In Virbac SA v Merial the Court of Appeal partially allowed Virbac’s appeal, holding that FIPROLINE could be registered – although only for goods containing fipronil.
The earlier High Court decision held that there are sufficient visual and phonetic similarities between Merial’s FRONTLINE and Virbac’s FIPROLINE marks to make confusion likely where there is imperfect recollection or non-discerning or incautious purchasers. The Judge also held that the market awareness of the active ingredient fipronil together with the unusual and distinctive sound of the shared prefix for fipronil and FIPROLINE would make it likely that the purchasing public expects FIPROLINE to contain fipronil. The Judge considered the brand and the ingredient to be visually, phonetically and conceptually similar and that it would likely cause confusion in the relevant market if FIPROLINE is used to sell products that do not contain fipronil.
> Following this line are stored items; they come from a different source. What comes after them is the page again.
//! Relay wire types.

use serde::{Deserialize, Deserializer, Serialize};
use solana_sdk::signature::Signature;

use crate::ledger::types::RpcContextual;

/// One notification from the bundle result subscription.
#[derive(Debug, Clone, PartialEq, Eq, Serialize, Deserialize)]
pub struct BundleResultEvent {
    pub bundle_id: String,
    /// `None` when the relay sent an event without a result body.
    #[serde(default)]
    pub result: Option<BundleResultKind>,
}

impl BundleResultEvent {
    pub fn accepted(bundle_id: impl Into<String>, slot: u64) -> Self {
        Self {
            bundle_id: bundle_id.into(),
            result: Some(BundleResultKind::Accepted(AcceptedResult {
                slot,
                validator_identity: String::new(),
            })),
        }
    }

    pub fn rejected(bundle_id: impl Into<String>, reason: Option<RejectedReason>) -> Self {
        Self {
            bundle_id: bundle_id.into(),
            result: Some(BundleResultKind::Rejected(RejectedResult { reason })),
        }
    }
}

#[derive(Debug, Clone, PartialEq, Eq, Serialize, Deserialize)]
#[serde(rename_all = "snake_case")]
pub enum BundleResultKind {
    Accepted(AcceptedResult),
    Rejected(RejectedResult),
}

#[derive(Debug, Clone, PartialEq, Eq, Serialize, Deserialize)]
pub struct AcceptedResult {
    pub slot: u64,
    #[serde(default)]
    pub validator_identity: String,
}

#[derive(Debug, Clone, PartialEq, Eq, Serialize, Deserialize)]
pub struct RejectedResult {
    /// `None` when the reason is missing or uses a shape this client does not
    /// know.
    #[serde(default, deserialize_with = "known_reason")]
    pub reason: Option<RejectedReason>,
}

fn known_reason<'de, D>(deserializer: D) -> Result<Option<RejectedReason>, D::Error>
where
    D: Deserializer<'de>,
{
    let raw = Option::<serde_json::Value>::deserialize(deserializer)?;
    Ok(raw.and_then(|value| match serde_json::from_value(value) {
        Ok(reason) => Some(reason),
        Err(e) => {
            tracing::debug!(error = %e, "Unrecognized bundle rejection reason");
            None
        }
    }))
}

/// Rejection sub-types reported on the result stream.
#[derive(Debug, Clone, PartialEq, Eq, Serialize, Deserialize)]
#[serde(rename_all = "snake_case")]
pub enum RejectedReason {
    StateAuctionBidRejected {
        auction_id: String,
        simulated_bid_lamports: u64,
    },
    WinningBatchBidRejected {
        auction_id: String,
        simulated_bid_lamports: u64,
    },
    SimulationFailure {
        tx_signature: String,
        #[serde(default)]
        msg: Option<String>,
    },
    InternalError {
        msg: String,
    },
    DroppedBundle {
        msg: String,
    },
}

/// Status string of `getInflightBundleStatuses`.
#[derive(Debug, Clone, Copy, PartialEq, Eq, Serialize, Deserialize)]
pub enum InflightStatus {
    Invalid,
    Pending,
    Failed,
    Landed,
    #[serde(other)]
    Unrecognized,
}

#[derive(Debug, Clone, PartialEq, Eq, Serialize, Deserialize)]
pub struct InflightBundleStatus {
    pub bundle_id: String,
    pub status: InflightStatus,
    #[serde(default)]
    pub landed_slot: Option<u64>,
}

/// `{context, value}` result of `getInflightBundleStatuses`.
pub type InflightBundleStatuses = RpcContextual<Vec<InflightBundleStatus>>;

/// Relay answer to `sendBundle`.
#[derive(Debug, Clone, PartialEq, Eq)]
pub struct RelayAck {
    /// Raw acknowledgement value returned by the relay.
    pub acknowledgement: String,
    /// Relay-assigned bundle id, when the relay issues one.
    pub bundle_id: Option<String>,
}

/// Relay answer to `sendTransaction`.
#[derive(Debug, Clone, PartialEq, Eq)]
pub struct SentTransaction {
    pub signature: Signature,
    /// Taken from the `x-bundle-id` response header.
    pub bundle_id: Option<String>,
}
//! Relay/ledger reconciliation state machine.
//!
//! # Responsibilities
//! - Wait for the relay's verdict on a submitted bundle
//! - Poll ledger signature statuses until every signature lands
//! - Stop on rejection, deadline or cancellation, whichever comes first

use futures_util::StreamExt;
use std::future::Future;
use std::pin::Pin;
use std::sync::Arc;
use tokio::time::{interval, sleep_until, MissedTickBehavior, Sleep};

use crate::auth::CredentialStore;
use crate::bundle::BundleSubmissionHandle;
use crate::config::ConfirmationConfig;
use crate::confirmation::types::{ConfirmationResult, Deadline, FinalOutcome};
use crate::error::{BundleError, BundleResult, TransportError};
use crate::ledger::types::all_confirmed;
use crate::ledger::{LedgerRpc, SignatureStatus};
use crate::observability::metrics;
use crate::outcome::{classify_event, classify_inflight, BundleOutcome};
use crate::relay::{BundleResultStream, InflightStatusSource};

/// Result of waiting on one step while watching cancellation and the deadline.
enum Race<T> {
    Done(T),
    Cancelled,
    Expired,
}

async fn race<T, C>(
    cancel: &mut Pin<&mut C>,
    deadline: &mut Pin<&mut Sleep>,
    work: impl Future<Output = T>,
) -> Race<T>
where
    C: Future<Output = ()>,
{
    tokio::select! {
        biased;
        _ = cancel.as_mut() => Race::Cancelled,
        _ = deadline.as_mut() => Race::Expired,
        value = work => Race::Done(value),
    }
}

/// No status seen yet for any signature of `handle`.
fn unseen(handle: &BundleSubmissionHandle) -> Vec<Option<SignatureStatus>> {
    vec![None; handle.signatures().len()]
}

enum Tick {
    Relay,
    Ledger,
}

/// Follows submissions to `Landed`, `Failed` or `TimedOut`.
#[derive(Clone)]
pub struct Reconciler {
    ledger: Arc<dyn LedgerRpc>,
    config: ConfirmationConfig,
    credentials: Option<CredentialStore>,
}

impl Reconciler {
    pub fn new(ledger: Arc<dyn LedgerRpc>, config: ConfirmationConfig) -> Self {
        Self {
            ledger,
            config,
            credentials: None,
        }
    }

    /// Authorize relay status polls with `credentials`.
    pub fn with_credentials(mut self, credentials: Option<CredentialStore>) -> Self {
        self.credentials = credentials;
        self
    }

    pub fn config(&self) -> &ConfirmationConfig {
        &self.config
    }

    /// Reconcile using a bundle result stream.
    ///
    /// Events for other bundles are skipped. A rejection ends immediately
    /// without touching the ledger. Accepted or result-less events move on to
    /// ledger polling. The stream must have been opened before submission.
    pub async fn reconcile_stream<C>(
        &self,
        handle: BundleSubmissionHandle,
        mut events: BundleResultStream,
        deadline: Deadline,
        cancel: C,
    ) -> BundleResult<ConfirmationResult>
    where
        C: Future<Output = ()>,
    {
        let expiry = sleep_until(deadline.expires_at());
        tokio::pin!(expiry);
        tokio::pin!(cancel);

        loop {
            let event = match race(&mut cancel, &mut expiry, events.next()).await {
                Race::Cancelled => return Err(self.cancelled(&handle)),
                Race::Expired => {
                    let statuses = unseen(&handle);
                    return Ok(self.finish(handle, FinalOutcome::TimedOut, statuses, deadline));
                }
                Race::Done(None) => return Err(BundleError::Transport(TransportError::StreamClosed)),
                Race::Done(Some(Err(e))) => return Err(BundleError::Transport(e)),
                Race::Done(Some(Ok(event))) => event,
            };

            if !handle.matches(&event.bundle_id) {
                tracing::trace!(bundle_id = %event.bundle_id, "Skipping result for another bundle");
                continue;
            }

            match classify_event(&event) {
                BundleOutcome::Rejected(reason) => {
                    let statuses = unseen(&handle);
                    return Ok(self.finish(handle, FinalOutcome::Failed(reason), statuses, deadline));
                }
                outcome => {
                    tracing::debug!(bundle_id = %event.bundle_id, outcome = ?outcome, "Relay result received");
                    break;
                }
            }
        }

        self.poll_ledger(handle, None, &mut cancel, &mut expiry, deadline)
            .await
    }

    /// Reconcile by polling relay status and ledger status side by side.
    ///
    /// Relay polling stops once the relay reports the bundle landed, and is
    /// skipped entirely when `status` is `None` or the handle has no relay id.
    pub async fn reconcile_polling<C>(
        &self,
        handle: BundleSubmissionHandle,
        status: Option<&dyn InflightStatusSource>,
        deadline: Deadline,
        cancel: C,
    ) -> BundleResult<ConfirmationResult>
    where
        C: Future<Output = ()>,
    {
        let expiry = sleep_until(deadline.expires_at());
        tokio::pin!(expiry);
        tokio::pin!(cancel);

        let status = status.filter(|_| handle.relay_bundle_id().is_some());
        self.poll_ledger(handle, status, &mut cancel, &mut expiry, deadline)
            .await
    }

    async fn poll_ledger<C>(
        &self,
        handle: BundleSubmissionHandle,
        mut relay: Option<&dyn InflightStatusSource>,
        cancel: &mut Pin<&mut C>,
        expiry: &mut Pin<&mut Sleep>,
        deadline: Deadline,
    ) -> BundleResult<ConfirmationResult>
    where
        C: Future<Output = ()>,
    {
        let mut relay_ticks = interval(self.config.relay_poll_interval());
        relay_ticks.set_missed_tick_behavior(MissedTickBehavior::Delay);
        let mut ledger_ticks = interval(self.config.ledger_poll_interval());
        ledger_ticks.set_missed_tick_behavior(MissedTickBehavior::Delay);

        let required = self.config.required_commitment;
        let mut statuses = unseen(&handle);

        loop {
            let polling_relay = relay.is_some();
            let next = race(cancel, expiry, async {
                tokio::select! {
                    biased;
                    _ = relay_ticks.tick(), if polling_relay => Tick::Relay,
                    _ = ledger_ticks.tick() => Tick::Ledger,
                }
            })
            .await;

            let tick = match next {
                Race::Done(tick) => tick,
                Race::Cancelled => return Err(self.cancelled(&handle)),
                Race::Expired => {
                    return Ok(self.finish(handle, FinalOutcome::TimedOut, statuses, deadline))
                }
            };

            match tick {
                Tick::Relay => {
                    let (Some(source), Some(bundle_id)) = (relay, handle.relay_bundle_id()) else {
                        relay = None;
                        continue;
                    };
                    let authorization = self.authorization()?;
                    let ids = [bundle_id.to_string()];
                    let outcome = race(
                        cancel,
                        expiry,
                        source.get_inflight_bundle_statuses(&ids, authorization.as_deref()),
                    )
                    .await;
                    let polled = match outcome {
                        Race::Done(polled) => polled?,
                        Race::Cancelled => return Err(self.cancelled(&handle)),
                        Race::Expired => {
                            return Ok(self.finish(handle, FinalOutcome::TimedOut, statuses, deadline))
                        }
                    };

                    match classify_inflight(&polled.value, bundle_id) {
                        BundleOutcome::Rejected(reason) => {
                            return Ok(self.finish(
                                handle,
                                FinalOutcome::Failed(reason),
                                statuses,
                                deadline,
                            ))
                        }
                        BundleOutcome::Landed { slot } => {
                            tracing::debug!(bundle_id, slot = ?slot, "Relay reports bundle landed");
                            relay = None;
                        }
                        outcome => {
                            tracing::trace!(bundle_id, outcome = ?outcome, "Bundle still in flight");
                        }
                    }
                }
                Tick::Ledger => {
                    let outcome = race(
                        cancel,
                        expiry,
                        self.ledger.get_signature_statuses(handle.signatures()),
                    )
                    .await;
                    let polled = match outcome {
                        Race::Done(polled) => polled.map_err(BundleError::Ledger)?,
                        Race::Cancelled => return Err(self.cancelled(&handle)),
                        Race::Expired => {
                            return Ok(self.finish(handle, FinalOutcome::TimedOut, statuses, deadline))
                        }
                    };

                    statuses = polled;
                    if all_confirmed(&statuses, required) {
                        return Ok(self.finish(handle, FinalOutcome::Landed, statuses, deadline));
                    }
                    tracing::trace!(
                        seen = statuses.iter().filter(|s| s.is_some()).count(),
                        total = statuses.len(),
                        required = %required,
                        "Waiting for signatures"
                    );
                }
            }
        }
    }

    fn authorization(&self) -> BundleResult<Option<String>> {
        Ok(self
            .credentials
            .as_ref()
            .map(CredentialStore::authorization)
            .transpose()?)
    }

    fn cancelled(&self, handle: &BundleSubmissionHandle) -> BundleError {
        metrics::record_bundle_outcome("cancelled");
        tracing::info!(
            bundle_id = handle.relay_bundle_id().unwrap_or(handle.relay_acknowledgement()),
            "Confirmation cancelled"
        );
        BundleError::Cancelled
    }

    fn finish(
        &self,
        handle: BundleSubmissionHandle,
        final_outcome: FinalOutcome,
        statuses: Vec<Option<SignatureStatus>>,
        deadline: Deadline,
    ) -> ConfirmationResult {
        let elapsed = deadline.started().elapsed();
        let bundle_id = handle
            .relay_bundle_id()
            .unwrap_or(handle.relay_acknowledgement())
            .to_string();

        metrics::record_bundle_outcome(final_outcome.label());
        match &final_outcome {
            FinalOutcome::Landed => {
                metrics::record_confirmation_latency(elapsed);
                tracing::info!(bundle_id = %bundle_id, elapsed = ?elapsed, "Bundle landed");
            }
            FinalOutcome::Failed(reason) => {
                tracing::warn!(bundle_id = %bundle_id, reason = %reason, "Bundle rejected");
            }
            FinalOutcome::TimedOut => {
                tracing::warn!(bundle_id = %bundle_id, deadline = ?deadline.budget(), "Bundle confirmation timed out");
            }
        }

        ConfirmationResult {
            handle,
            final_outcome,
            statuses,
            elapsed,
            deadline: deadline.budget(),
        }
    }
}

impl std::fmt::Debug for Reconciler {
    fn fmt(&self, f: &mut std::fmt::Formatter<'_>) -> std::fmt::Result {
        f.debug_struct("Reconciler")
            .field("config", &self.config)
            .field("authenticated", &self.credentials.is_some())
            .finish()
    }
}
//! Bundle result classification.
//!
//! # Data Flow
//! ```text
//! BundleResultEvent (stream)  ─┐
//!                              ├→ classifier.rs → BundleOutcome
//! InflightBundleStatus (poll) ─┘
//! ```
//!
//! # Design Decisions
//! - Both relay vocabularies are normalized here; the reconciler only sees
//!   `BundleOutcome`
//! - Classification is pure: no I/O, no state
//! - An unrecognized rejection is an `InternalError`, never an acceptance

pub mod classifier;
pub mod types;

pub use classifier::{classify_event, classify_inflight};
pub use types::{BundleOutcome, RejectionReason};
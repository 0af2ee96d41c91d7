//! Exponential backoff with jitter.

use rand::Rng;
use std::time::Duration;

/// Retry delay policy: `base * 2^(attempt-1)`, capped at `max`, plus up to
/// 10% jitter.
#[derive(Debug, Clone, Copy, PartialEq, Eq)]
pub struct Backoff {
    base: Duration,
    max: Duration,
}

impl Backoff {
    /// Create a policy from millisecond bounds.
    pub fn from_millis(base_ms: u64, max_ms: u64) -> Self {
        Self {
            base: Duration::from_millis(base_ms),
            max: Duration::from_millis(max_ms.max(base_ms)),
        }
    }

    /// Delay before retry `attempt` (1-based). Attempt 0 waits nothing.
    pub fn delay(&self, attempt: u32) -> Duration {
        if attempt == 0 {
            return Duration::ZERO;
        }

        let base_ms = self.base.as_millis() as u64;
        let max_ms = self.max.as_millis() as u64;
        let exponential = 2u64.saturating_pow(attempt - 1);
        let capped = base_ms.saturating_mul(exponential).min(max_ms);

        let jitter_range = capped / 10;
        let jitter = if jitter_range > 0 {
            rand::thread_rng().gen_range(0..jitter_range)
        } else {
            0
        };

        Duration::from_millis(capped + jitter)
    }
}

impl Default for Backoff {
    fn default() -> Self {
        Self::from_millis(500, 10_000)
    }
}

#[cfg(test)]
mod tests {
    use super::*;

    #[test]
    fn test_backoff_grows_and_caps() {
        let backoff = Backoff::from_millis(100, 1_000);
        assert_eq!(backoff.delay(0), Duration::ZERO);

        let first = backoff.delay(1);
        assert!(first >= Duration::from_millis(100) && first < Duration::from_millis(110));

        let second = backoff.delay(2);
        assert!(second >= Duration::from_millis(200));

        let capped = backoff.delay(30);
        assert!(capped >= Duration::from_millis(1_000) && capped < Duration::from_millis(1_100));
    }

    #[test]
    fn test_max_never_below_base() {
        let backoff = Backoff::from_millis(500, 10);
        assert!(backoff.delay(3) >= Duration::from_millis(500));
    }
}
The Court of Appeal agreed with the High Court Judge in rejecting the Assistant Commissioner’s finding that all of the purchasing public could be considered discerning and cautious. However, the Court of Appeal nonetheless preferred the Assistant Commissioner’s view that FRONTLINE and FIPROLINE are dissimilar and unlikely to be confused. The former has an identifiable meaning and contains two syllables, whereas the latter is an invented word containing three syllables, and the common suffix merely invokes the neutral idea of a range of products. The Court of Appeal agreed with the Judge’s finding that FIPROLINE and fipronil are visually, phonetically and conceptually similar and that it would likely cause confusion in the relevant market if FIPROLINE is used to sell products that do not contain fipronil. Consequently, the Judge allowed FIPROLINE to proceed to registration with a suitably restricted goods specification.